Data provided:
------------------------------------------------------------------------

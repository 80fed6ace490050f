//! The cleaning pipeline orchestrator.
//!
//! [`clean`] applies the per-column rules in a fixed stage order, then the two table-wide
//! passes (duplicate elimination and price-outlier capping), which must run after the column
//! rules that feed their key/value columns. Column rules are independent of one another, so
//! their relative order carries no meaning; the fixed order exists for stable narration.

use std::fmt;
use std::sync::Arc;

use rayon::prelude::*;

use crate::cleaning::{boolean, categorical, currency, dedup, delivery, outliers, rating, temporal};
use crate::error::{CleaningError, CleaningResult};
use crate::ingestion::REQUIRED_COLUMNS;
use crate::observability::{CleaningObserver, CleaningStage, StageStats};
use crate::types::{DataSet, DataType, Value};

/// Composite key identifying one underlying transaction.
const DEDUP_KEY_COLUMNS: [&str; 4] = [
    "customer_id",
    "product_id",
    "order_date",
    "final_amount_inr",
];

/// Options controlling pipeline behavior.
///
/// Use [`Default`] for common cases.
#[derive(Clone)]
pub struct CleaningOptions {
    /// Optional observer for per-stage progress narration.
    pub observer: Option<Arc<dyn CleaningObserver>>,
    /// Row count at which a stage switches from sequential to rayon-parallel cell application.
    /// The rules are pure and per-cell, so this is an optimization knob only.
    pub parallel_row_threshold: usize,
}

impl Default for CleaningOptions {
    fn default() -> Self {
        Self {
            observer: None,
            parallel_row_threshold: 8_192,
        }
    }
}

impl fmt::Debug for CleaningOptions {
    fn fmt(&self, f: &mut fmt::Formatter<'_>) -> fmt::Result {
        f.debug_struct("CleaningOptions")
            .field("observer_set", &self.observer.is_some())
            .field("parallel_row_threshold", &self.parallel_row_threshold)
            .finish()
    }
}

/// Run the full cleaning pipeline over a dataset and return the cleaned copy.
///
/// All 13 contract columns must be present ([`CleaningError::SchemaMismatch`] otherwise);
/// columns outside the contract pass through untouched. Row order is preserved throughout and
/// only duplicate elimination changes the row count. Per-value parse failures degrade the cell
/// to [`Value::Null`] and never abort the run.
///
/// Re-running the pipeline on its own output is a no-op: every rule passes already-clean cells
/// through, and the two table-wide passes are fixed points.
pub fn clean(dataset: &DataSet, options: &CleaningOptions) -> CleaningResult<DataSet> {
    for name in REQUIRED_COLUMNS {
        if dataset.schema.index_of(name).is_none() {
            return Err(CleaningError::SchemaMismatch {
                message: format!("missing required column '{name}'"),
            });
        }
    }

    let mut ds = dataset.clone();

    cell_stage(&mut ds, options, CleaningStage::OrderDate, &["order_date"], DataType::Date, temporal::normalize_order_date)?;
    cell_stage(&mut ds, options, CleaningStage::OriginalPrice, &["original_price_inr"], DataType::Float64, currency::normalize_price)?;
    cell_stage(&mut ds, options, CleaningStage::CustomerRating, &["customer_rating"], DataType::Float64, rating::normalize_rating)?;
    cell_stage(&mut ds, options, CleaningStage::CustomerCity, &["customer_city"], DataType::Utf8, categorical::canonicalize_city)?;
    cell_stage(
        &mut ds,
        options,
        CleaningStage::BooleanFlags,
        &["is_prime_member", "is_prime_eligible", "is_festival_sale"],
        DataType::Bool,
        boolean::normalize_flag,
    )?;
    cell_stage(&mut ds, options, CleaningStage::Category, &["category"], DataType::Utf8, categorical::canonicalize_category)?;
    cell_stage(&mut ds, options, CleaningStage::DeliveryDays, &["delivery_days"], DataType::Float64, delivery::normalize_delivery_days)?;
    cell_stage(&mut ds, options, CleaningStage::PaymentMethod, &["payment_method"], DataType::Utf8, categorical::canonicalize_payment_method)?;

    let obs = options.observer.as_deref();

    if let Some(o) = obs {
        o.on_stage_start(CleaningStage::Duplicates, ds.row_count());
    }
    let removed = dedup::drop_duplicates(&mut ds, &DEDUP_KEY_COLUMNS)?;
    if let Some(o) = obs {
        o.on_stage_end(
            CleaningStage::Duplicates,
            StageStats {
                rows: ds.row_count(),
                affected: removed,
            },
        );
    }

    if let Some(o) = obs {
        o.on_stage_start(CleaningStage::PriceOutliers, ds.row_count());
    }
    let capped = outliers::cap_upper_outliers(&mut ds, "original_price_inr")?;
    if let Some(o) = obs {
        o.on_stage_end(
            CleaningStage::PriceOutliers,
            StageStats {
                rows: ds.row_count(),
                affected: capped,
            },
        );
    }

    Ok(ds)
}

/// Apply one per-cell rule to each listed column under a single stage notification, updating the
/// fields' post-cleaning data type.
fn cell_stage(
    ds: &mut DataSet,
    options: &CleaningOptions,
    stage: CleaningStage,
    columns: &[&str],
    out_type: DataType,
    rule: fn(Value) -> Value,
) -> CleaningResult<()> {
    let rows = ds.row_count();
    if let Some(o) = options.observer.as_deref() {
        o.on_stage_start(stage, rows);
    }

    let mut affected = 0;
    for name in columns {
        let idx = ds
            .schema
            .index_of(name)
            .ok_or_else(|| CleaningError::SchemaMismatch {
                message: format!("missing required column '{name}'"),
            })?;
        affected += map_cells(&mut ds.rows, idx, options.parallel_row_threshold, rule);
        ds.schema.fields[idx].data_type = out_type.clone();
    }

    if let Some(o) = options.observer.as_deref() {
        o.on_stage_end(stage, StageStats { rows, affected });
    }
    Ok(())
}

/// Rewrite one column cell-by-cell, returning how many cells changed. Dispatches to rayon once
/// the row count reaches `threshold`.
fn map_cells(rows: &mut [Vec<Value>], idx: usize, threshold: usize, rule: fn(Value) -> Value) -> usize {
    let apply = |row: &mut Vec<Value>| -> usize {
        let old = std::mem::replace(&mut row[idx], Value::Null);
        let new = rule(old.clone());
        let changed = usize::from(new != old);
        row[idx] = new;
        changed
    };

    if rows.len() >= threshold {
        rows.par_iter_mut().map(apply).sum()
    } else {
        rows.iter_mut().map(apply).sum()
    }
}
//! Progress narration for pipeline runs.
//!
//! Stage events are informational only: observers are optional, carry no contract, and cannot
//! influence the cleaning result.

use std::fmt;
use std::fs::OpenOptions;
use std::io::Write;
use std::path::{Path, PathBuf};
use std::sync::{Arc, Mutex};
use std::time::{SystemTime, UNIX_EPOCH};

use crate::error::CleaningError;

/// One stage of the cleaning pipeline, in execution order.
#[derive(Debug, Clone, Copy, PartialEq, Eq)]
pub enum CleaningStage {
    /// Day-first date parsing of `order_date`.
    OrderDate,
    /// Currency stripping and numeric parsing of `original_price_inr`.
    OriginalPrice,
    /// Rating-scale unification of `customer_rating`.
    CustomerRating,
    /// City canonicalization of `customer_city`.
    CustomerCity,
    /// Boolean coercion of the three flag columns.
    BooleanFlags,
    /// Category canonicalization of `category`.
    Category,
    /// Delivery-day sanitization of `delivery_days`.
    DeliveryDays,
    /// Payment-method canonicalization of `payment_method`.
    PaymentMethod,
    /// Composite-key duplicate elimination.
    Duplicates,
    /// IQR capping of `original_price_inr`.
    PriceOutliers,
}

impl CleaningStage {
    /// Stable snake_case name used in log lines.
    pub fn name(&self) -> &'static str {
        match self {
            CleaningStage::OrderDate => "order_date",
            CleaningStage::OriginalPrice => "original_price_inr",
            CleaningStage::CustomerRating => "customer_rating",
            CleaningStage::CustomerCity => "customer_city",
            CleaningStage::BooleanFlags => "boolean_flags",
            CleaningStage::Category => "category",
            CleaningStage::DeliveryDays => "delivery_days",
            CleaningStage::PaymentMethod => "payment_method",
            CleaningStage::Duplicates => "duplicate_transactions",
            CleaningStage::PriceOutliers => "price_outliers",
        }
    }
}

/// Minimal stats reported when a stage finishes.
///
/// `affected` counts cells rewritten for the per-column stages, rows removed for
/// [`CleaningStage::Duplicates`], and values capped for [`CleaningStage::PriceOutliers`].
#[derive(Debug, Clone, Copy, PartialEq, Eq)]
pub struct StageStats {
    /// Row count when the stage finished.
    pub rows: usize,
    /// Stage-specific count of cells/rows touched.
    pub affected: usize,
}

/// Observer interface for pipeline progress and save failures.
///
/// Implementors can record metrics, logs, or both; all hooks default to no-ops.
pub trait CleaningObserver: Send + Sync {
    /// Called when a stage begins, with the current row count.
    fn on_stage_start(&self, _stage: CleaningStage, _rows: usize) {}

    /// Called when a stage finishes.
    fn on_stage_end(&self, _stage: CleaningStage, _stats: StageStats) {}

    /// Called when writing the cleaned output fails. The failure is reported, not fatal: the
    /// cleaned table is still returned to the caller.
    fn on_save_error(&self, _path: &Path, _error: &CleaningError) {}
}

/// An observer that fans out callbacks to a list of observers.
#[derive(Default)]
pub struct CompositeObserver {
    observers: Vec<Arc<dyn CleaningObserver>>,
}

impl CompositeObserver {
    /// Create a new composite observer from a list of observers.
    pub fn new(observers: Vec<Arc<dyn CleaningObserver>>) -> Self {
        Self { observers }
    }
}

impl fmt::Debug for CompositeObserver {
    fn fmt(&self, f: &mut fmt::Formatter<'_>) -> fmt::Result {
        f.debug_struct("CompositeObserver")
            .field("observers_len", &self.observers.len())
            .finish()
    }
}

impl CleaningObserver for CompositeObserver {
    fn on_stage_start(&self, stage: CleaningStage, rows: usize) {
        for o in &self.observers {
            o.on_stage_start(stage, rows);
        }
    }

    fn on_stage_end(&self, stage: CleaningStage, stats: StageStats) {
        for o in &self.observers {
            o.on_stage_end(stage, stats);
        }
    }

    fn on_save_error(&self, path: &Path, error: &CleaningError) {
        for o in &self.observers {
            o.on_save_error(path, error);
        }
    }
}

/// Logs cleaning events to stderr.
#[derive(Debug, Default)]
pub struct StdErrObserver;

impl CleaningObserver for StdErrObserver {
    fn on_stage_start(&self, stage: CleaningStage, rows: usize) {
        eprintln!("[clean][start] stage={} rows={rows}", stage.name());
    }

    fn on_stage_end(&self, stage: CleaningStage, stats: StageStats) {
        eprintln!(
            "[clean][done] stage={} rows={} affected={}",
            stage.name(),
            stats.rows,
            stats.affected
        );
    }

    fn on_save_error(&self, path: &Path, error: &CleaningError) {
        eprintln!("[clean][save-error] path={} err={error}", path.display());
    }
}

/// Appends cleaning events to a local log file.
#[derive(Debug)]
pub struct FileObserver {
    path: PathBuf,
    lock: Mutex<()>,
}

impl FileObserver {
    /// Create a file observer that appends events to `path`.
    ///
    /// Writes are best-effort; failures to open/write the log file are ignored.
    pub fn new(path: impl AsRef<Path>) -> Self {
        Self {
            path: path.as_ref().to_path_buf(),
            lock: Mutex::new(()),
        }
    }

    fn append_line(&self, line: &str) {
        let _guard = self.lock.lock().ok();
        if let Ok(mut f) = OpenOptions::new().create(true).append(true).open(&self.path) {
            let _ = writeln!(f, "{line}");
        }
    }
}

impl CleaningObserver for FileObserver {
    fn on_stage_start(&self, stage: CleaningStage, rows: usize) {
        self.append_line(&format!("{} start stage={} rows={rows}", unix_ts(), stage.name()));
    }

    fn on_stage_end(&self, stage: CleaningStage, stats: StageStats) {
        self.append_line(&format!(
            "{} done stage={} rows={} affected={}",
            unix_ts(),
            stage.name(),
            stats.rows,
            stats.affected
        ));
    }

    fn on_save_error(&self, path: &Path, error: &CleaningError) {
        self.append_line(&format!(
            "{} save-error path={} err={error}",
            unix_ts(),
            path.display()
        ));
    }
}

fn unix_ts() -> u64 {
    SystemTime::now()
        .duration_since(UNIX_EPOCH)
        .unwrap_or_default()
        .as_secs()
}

------------------------------------------------------------------------

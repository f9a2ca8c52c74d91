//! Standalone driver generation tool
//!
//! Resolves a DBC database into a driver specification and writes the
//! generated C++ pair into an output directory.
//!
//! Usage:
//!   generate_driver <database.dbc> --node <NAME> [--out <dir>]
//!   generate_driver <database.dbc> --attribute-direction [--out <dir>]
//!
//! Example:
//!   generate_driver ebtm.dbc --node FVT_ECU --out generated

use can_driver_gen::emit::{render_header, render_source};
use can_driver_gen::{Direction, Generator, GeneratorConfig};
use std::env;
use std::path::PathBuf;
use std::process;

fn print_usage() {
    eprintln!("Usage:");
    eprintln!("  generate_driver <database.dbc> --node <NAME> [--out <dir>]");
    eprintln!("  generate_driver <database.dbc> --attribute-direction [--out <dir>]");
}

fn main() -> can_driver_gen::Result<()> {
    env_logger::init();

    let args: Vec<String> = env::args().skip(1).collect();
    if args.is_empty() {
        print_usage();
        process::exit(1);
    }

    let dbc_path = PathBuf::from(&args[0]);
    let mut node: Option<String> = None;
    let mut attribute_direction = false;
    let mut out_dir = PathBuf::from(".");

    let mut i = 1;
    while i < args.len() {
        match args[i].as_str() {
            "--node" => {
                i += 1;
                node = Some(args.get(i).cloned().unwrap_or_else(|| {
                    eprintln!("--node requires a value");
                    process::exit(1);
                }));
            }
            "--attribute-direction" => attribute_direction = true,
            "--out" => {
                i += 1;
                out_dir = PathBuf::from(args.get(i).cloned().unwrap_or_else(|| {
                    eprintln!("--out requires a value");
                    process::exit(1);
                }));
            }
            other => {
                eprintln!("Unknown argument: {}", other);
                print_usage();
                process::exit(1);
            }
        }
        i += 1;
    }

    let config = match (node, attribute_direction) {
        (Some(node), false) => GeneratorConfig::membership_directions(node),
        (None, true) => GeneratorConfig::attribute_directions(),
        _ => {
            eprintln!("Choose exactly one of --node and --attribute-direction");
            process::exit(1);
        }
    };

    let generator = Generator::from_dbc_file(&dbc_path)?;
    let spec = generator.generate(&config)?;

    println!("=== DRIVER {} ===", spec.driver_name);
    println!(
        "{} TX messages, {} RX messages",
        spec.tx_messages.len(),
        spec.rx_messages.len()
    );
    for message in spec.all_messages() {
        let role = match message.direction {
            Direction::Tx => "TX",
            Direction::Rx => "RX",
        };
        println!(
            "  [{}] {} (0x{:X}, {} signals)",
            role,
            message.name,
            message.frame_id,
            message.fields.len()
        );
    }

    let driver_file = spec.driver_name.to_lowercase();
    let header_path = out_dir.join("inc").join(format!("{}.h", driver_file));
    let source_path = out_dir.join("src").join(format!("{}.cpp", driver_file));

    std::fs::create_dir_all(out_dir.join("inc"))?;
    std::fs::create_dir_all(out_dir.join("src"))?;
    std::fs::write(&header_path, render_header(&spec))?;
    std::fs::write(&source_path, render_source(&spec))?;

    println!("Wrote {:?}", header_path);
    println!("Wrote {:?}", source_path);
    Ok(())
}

------------------------------------------------------------------------

What you are asked to do: Print exactly the lines of the listing above starting at the line containing "repository 80fed6ace490050f" and ending at the line containing "All 13 contract", both included.

Response for this exercise:
repository 80fed6ace490050f
//! The cleaning pipeline orchestrator.
//!
//! [`clean`] applies the per-column rules in a fixed stage order, then the two table-wide
//! passes (duplicate elimination and price-outlier capping), which must run after the column
//! rules that feed their key/value columns. Column rules are independent of one another, so
//! their relative order carries no meaning; the fixed order exists for stable narration.

use std::fmt;
use std::sync::Arc;

use rayon::prelude::*;

use crate::cleaning::{boolean, categorical, currency, dedup, delivery, outliers, rating, temporal};
use crate::error::{CleaningError, CleaningResult};
use crate::ingestion::REQUIRED_COLUMNS;
use crate::observability::{CleaningObserver, CleaningStage, StageStats};
use crate::types::{DataSet, DataType, Value};

/// Composite key identifying one underlying transaction.
const DEDUP_KEY_COLUMNS: [&str; 4] = [
    "customer_id",
    "product_id",
    "order_date",
    "final_amount_inr",
];

/// Options controlling pipeline behavior.
///
/// Use [`Default`] for common cases.
#[derive(Clone)]
pub struct CleaningOptions {
    /// Optional observer for per-stage progress narration.
    pub observer: Option<Arc<dyn CleaningObserver>>,
    /// Row count at which a stage switches from sequential to rayon-parallel cell application.
    /// The rules are pure and per-cell, so this is an optimization knob only.
    pub parallel_row_threshold: usize,
}

impl Default for CleaningOptions {
    fn default() -> Self {
        Self {
            observer: None,
            parallel_row_threshold: 8_192,
        }
    }
}

impl fmt::Debug for CleaningOptions {
    fn fmt(&self, f: &mut fmt::Formatter<'_>) -> fmt::Result {
        f.debug_struct("CleaningOptions")
            .field("observer_set", &self.observer.is_some())
            .field("parallel_row_threshold", &self.parallel_row_threshold)
            .finish()
    }
}

/// Run the full cleaning pipeline over a dataset and return the cleaned copy.
///
/// All 13 contract columns must be present ([`CleaningError::SchemaMismatch`] otherwise);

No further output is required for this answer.